With X58, (socket LGA1366) overclocking a Core i7 9xx Nehalem/Gulftown processor was an art in itself. Enthusiasts had lots of options to play around with making the system extremely tweakable when it came to overclocking. This included messing with BCLK, Multipliers, Memory Bandwidth, Timings, Main voltages and other system related voltages, and much more. The release of P67 (socket LGA1155) revolutionized overclocking. Instead of mainly relying on BCLK tweaking, which allowed for memory performance changes, the users were now mostly limited to just manipulating with the CPU Multiplier. This is nice for those that want to easily overclock their system with minimal tweaks, but it left the hardcore overclockers asking for more.

The X79 chipset seems to be somewhat a combination of the two platforms when it comes to overclocking. Since the new Sandy Bridge-E chips have the same architecture as previous Sandy Bridge CPU’s, overclockers still need to rely on multiplier-based overclocking. However, Intel has introduced a 2nd intermediate reference clock ratio multiplier, called the coarse ratio multiplier, that can play a big role during overclocking on the LGA2011 socket systems. The multiplier allows the user to raise the base clock frequency of the processor and its memory controller frequency, while leaving the I/O part of the architecture untouched.

Overclockers are still stuck to the roughly 5% BCLK difference as on previous LGA1155 Sandy Bridge platforms, due to the PEG and DMI frequencies still being tied to the base clock frequency, however with the new coarse ratio multiplier, overclockers can apply 1.00x, 1.25x, or 1.67x multipliers to the other CPU Frequency determining settings for additional tweaking. This new multiplier is actually not located on the CPU at all. It is located right on the chipset, as the chipset is responsible for its operation.

So how does this all work? Here is a quick calculation:

Traditional Clockspeed Equivalency

[CPU Multiplier] x [Reference Clock] = [CPU Frequency]

ex1: [34x] x [100MHz] = [3400MHz]

ex2: [48x] x [100MHz] = [4800MHz]

Sandy Bridge-E Clockspeed Equivalency

[CPU Multiplier] x [Reference Clock Ratio] x [Reference Clock] = [CPU Frequency]

ex1: [33x] x [1.00x] x [100MHz] = [3300MHz]

ex2: [32x] x [1.25x] x [100MHz] = [4000MHz]

ex3: [24x] x [1.67x] x [100MHz] = [4008MHz]

Therefore, there is a lot of tweaking that can be done. Overclockers can manipulate with all three parts which will determine the overall CPU Frequency. The overclocking for memory modules will stay the same as on LGA1155. With a 266MHz increment the user will be able to set the speed on memory from DDR3-1067 all the way up to DDR3-2400. Do remember that the 3960X uses a memory controller which supports DDR3 1666MHz. Previous processors only supported up to DDR3 1067/1333MHz.

(Power Saving with Overclock)

The above picture shows how nicely the 3960X can downthrottle to 1200MHz when it is idle, even when the system is overclocked. Our power consumption graph will show the overall power consumption of the processor when the processor is idle and at 100% load.

(24/7 Safe 4.6GHz Overclock with Noctua NH-D14 CPU Air Cooler)

(Use table for reference only. Our settings might not be the settings that will work for you)

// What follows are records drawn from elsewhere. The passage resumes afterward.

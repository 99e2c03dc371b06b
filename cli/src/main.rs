mod ascii;
mod play;

#[cfg(test)]
#[path = "main_test.rs"]
mod main_test;

use std::sync::Arc;
use std::time::Duration;

use board::Disk;
use clap::{Parser, Subcommand};
use client::config::{DEFAULT_BASE_URL, DEFAULT_STEP_DELAY_MS};
use client::session::parse_disk_count;
use client::{ClientConfig, GameApi, HttpGameApi, Session, SessionError, SyncError, TokioClock};

use crate::ascii::render_board;

#[derive(Debug, thiserror::Error)]
pub enum CliError {
    #[error("{0}")]
    Usage(String),
    #[error(transparent)]
    Session(#[from] SessionError),
    #[error(transparent)]
    Sync(#[from] SyncError),
    #[error("no game in progress; run `start <N>` first")]
    NoGame,
    #[error("i/o error: {0}")]
    Io(#[from] std::io::Error),
}

#[derive(Parser, Debug)]
#[command(name = "hanoi-cli", about = "Tower of Hanoi terminal client")]
struct Cli {
    #[arg(long, env = "HANOI_BASE_URL", default_value = DEFAULT_BASE_URL)]
    base_url: String,

    /// Pause between solution steps.
    #[arg(long, env = "HANOI_STEP_DELAY_MS", default_value_t = DEFAULT_STEP_DELAY_MS)]
    step_delay_ms: u64,

    #[command(subcommand)]
    command: Command,
}

#[derive(Subcommand, Debug)]
enum Command {
    /// Start a new game with N rings (1-10) on peg 1.
    Start {
        #[arg(value_parser = parse_rings)]
        rings: Disk,
    },
    /// Move the top ring of SRC onto DST (pegs 1-3).
    Move {
        #[arg(value_parser = clap::value_parser!(u8).range(1..=3))]
        src: u8,
        #[arg(value_parser = clap::value_parser!(u8).range(1..=3))]
        dst: u8,
    },
    /// Revert the last move.
    Undo,
    /// Start over with the current ring count.
    Restart,
    /// Print the current board.
    State,
    /// Print every step of the solution.
    Solve,
    /// Interactive game.
    Play,
}

#[tokio::main]
async fn main() -> Result<(), CliError> {
    tracing_subscriber::fmt().with_writer(std::io::stderr).with_max_level(tracing::Level::WARN).init();

    let cli = Cli::parse();
    let mut config = ClientConfig::from_env().with_base_url(&cli.base_url);
    config.step_delay_ms = cli.step_delay_ms;
    let api = HttpGameApi::new(&config)?;

    match cli.command {
        Command::Start { rings } => {
            api.start_game(rings).await?;
            print_state(&api).await
        }
        Command::Move { src, dst } => {
            let outcome = api.attempt_move(usize::from(src - 1), usize::from(dst - 1)).await?;
            print_state(&api).await?;
            println!("{}", outcome.message());
            Ok(())
        }
        Command::Undo => {
            api.undo_last_move().await?;
            print_state(&api).await
        }
        Command::Restart => {
            let rings = current_rings(&api).await?;
            api.start_game(rings).await?;
            print_state(&api).await
        }
        Command::State => print_state(&api).await,
        Command::Solve => run_solve(&api, config.step_delay()).await,
        Command::Play => {
            let api: Arc<dyn GameApi> = Arc::new(api);
            let session = Arc::new(Session::new(api, Arc::new(TokioClock), config.step_delay()));
            play::run(session, config.frame_interval().max(Duration::from_millis(50))).await
        }
    }
}

/// Ring count argument, held to the same range the session accepts.
fn parse_rings(raw: &str) -> Result<Disk, String> {
    parse_disk_count(raw).map_err(|err| err.to_string())
}

async fn print_state(api: &HttpGameApi) -> Result<(), CliError> {
    let board = api.fetch_state().await?;
    println!("{}", render_board(&board, board.disk_count()));
    Ok(())
}

/// Ring count of the service's game, from the board itself.
async fn current_rings(api: &HttpGameApi) -> Result<Disk, CliError> {
    match api.fetch_state().await?.disk_count() {
        0 => Err(CliError::NoGame),
        n => Ok(n),
    }
}

async fn run_solve(api: &HttpGameApi, delay: Duration) -> Result<(), CliError> {
    let rings = current_rings(api).await?;
    let steps = api.request_solution().await?;
    for (i, step) in steps.iter().enumerate() {
        println!("step {}/{}\n{}\n", i + 1, steps.len(), render_board(step, rings));
        tokio::time::sleep(delay).await;
    }
    Ok(())
}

Here we have a basic overclocking table that we have successfully tested and been able to achieve 100% stability for at least an hour. Our 46x multiplier setting was tested for over 10 hours without any crashes. Do bear in mind that these overclocking results are done just on the 1.0x reference clock ratio. It is possible to achieve higher frequencies with lower CPU voltage and higher system agent voltage when the reference clock ratio is set to 1.25x or 1.67x.

• Low Temp: 25-60C
• Medium Temp: 60-70C
• Medium High Temp: 70-80C
• High Temp: 80C-85C
• Very High Temp: 85C-90C
• Extreme: 90C+

Also, bear in mind that a 1.55V CPU setting will be more if Vdroop is set to High. We do not recommend running the CPU higher than 1.45V for 24/7 use, as it leads to drastically shorter CPU lifespan.

Temperature

To test for temperatures, we ran Prime95’s Blend stress test for 30 minutes and we have recorded the results. Then we waited for another 30 minutes before we wrote down the idle temperatures.

We have both the Intel liquid-cooling solution results as well as the Frio OCK Air cooler results above. Unless stated, we were using the Frio OCK at max fan speed settings in a ambient room temperature of 24C. To calculate delta temperatures, subtract ambient temperatures from total temperature to know how well each cooler performs at the same TDP.

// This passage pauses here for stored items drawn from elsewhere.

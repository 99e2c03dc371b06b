//! Input model: mouse buttons, wheel deltas and the pointer state machine.
//!
//! `InputState` is the gesture tracked between pointer-down and pointer-up.
//! Only one gesture is active at a time: a ring drag and a camera orbit never
//! run together, and `Locked` swallows pointer-down while the host replays an
//! automatic solution.

#[cfg(test)]
#[path = "input_test.rs"]
mod input_test;

use board::Disk;

use crate::camera::{Point, Vec3};

/// Mouse button identifier.
#[derive(Debug, Clone, Copy, PartialEq, Eq)]
pub enum Button {
    /// Left mouse button (or single-finger tap).
    Primary,
    /// Middle mouse button (scroll wheel click).
    Middle,
    /// Right mouse button (or two-finger tap).
    Secondary,
}

/// Wheel / trackpad scroll delta.
#[derive(Debug, Clone, Copy)]
pub struct WheelDelta {
    /// Horizontal scroll amount in pixels.
    pub dx: f64,
    /// Vertical scroll amount in pixels (positive = down).
    pub dy: f64,
}

/// Internal state for the pointer state machine.
#[derive(Debug, Clone, PartialEq, Default)]
pub enum InputState {
    /// No gesture in progress; waiting for the next pointer-down.
    #[default]
    Idle,
    /// The camera follows the pointer.
    Orbiting {
        /// Screen position of the previous pointer event.
        last_screen: Point,
    },
    /// A top ring follows the pointer on the drag plane.
    Dragging {
        /// Index into the scene's rings.
        ring: usize,
        disk: Disk,
        /// Peg the ring was lifted from.
        src: usize,
        /// Ring center before the drag, restored on snap-back.
        orig: Vec3,
    },
    /// Automatic solution in progress; pointer-down is ignored.
    Locked,
}

impl InputState {
    #[must_use]
    pub fn is_dragging(&self) -> bool {
        matches!(self, Self::Dragging { .. })
    }

    #[must_use]
    pub fn is_locked(&self) -> bool {
        matches!(self, Self::Locked)
    }
}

The Core i7 3960X definitly runs much hotter than the previous 4-core Sandy Bridge architecture, but it is not surprising, as there are two additional cores that need to be cooled and the processor specification shows a 130W TDP, as compared to the 2600K’s the 95W TDP. The 980X only has stock temperatures as we were unable to use the Thermaltake Frio OCK to get stable temperatures at 4.53GHz. Notice that the 980X also has a 130W TDP, but its idle temperature is higher. This is most likely due to its worse power efficiency as the 980X’s Gulftown architecture cannot downclock itself as well as the 3960X on the Sandy Bridge-E architecture.

For users who are planning on getting the 3960X, the Intel RTS2011C Liquid-Cooling solution will be able to sustain overclocks to 4.6GHz or slightly higher, but remember that the temperatures will be in the 80+ C range and could easily pass 90C on hotter days. It is recommended to get a high-end air cooler or a custom built dual 120mm radiator water cooling solution if you are planning on going past 4.6GHz on the 3960X.

Power Consumption

For overall CPU power consumption, we have ran Prime 95’s Blend stress test. The highest number we saw on our wattage meter was recorded for maximum Watts used at by the CPU, while for idle we took the lowest wattage number after we shut down the application. Do remember that the wattages below do have additional hardware power consumption in it, including hard drives, SSDs, video cards, etc. System specs are available on our Testing & Methodology page. So we are more interested in the difference between each CPU instead of overall power consumption as the power consumption for a system running a low end video card, and a single SSD would be much lower than a system running two GTX 580s, and several storage devices. Each system used the same hardware, except for different motherboards due to socket and chipset types.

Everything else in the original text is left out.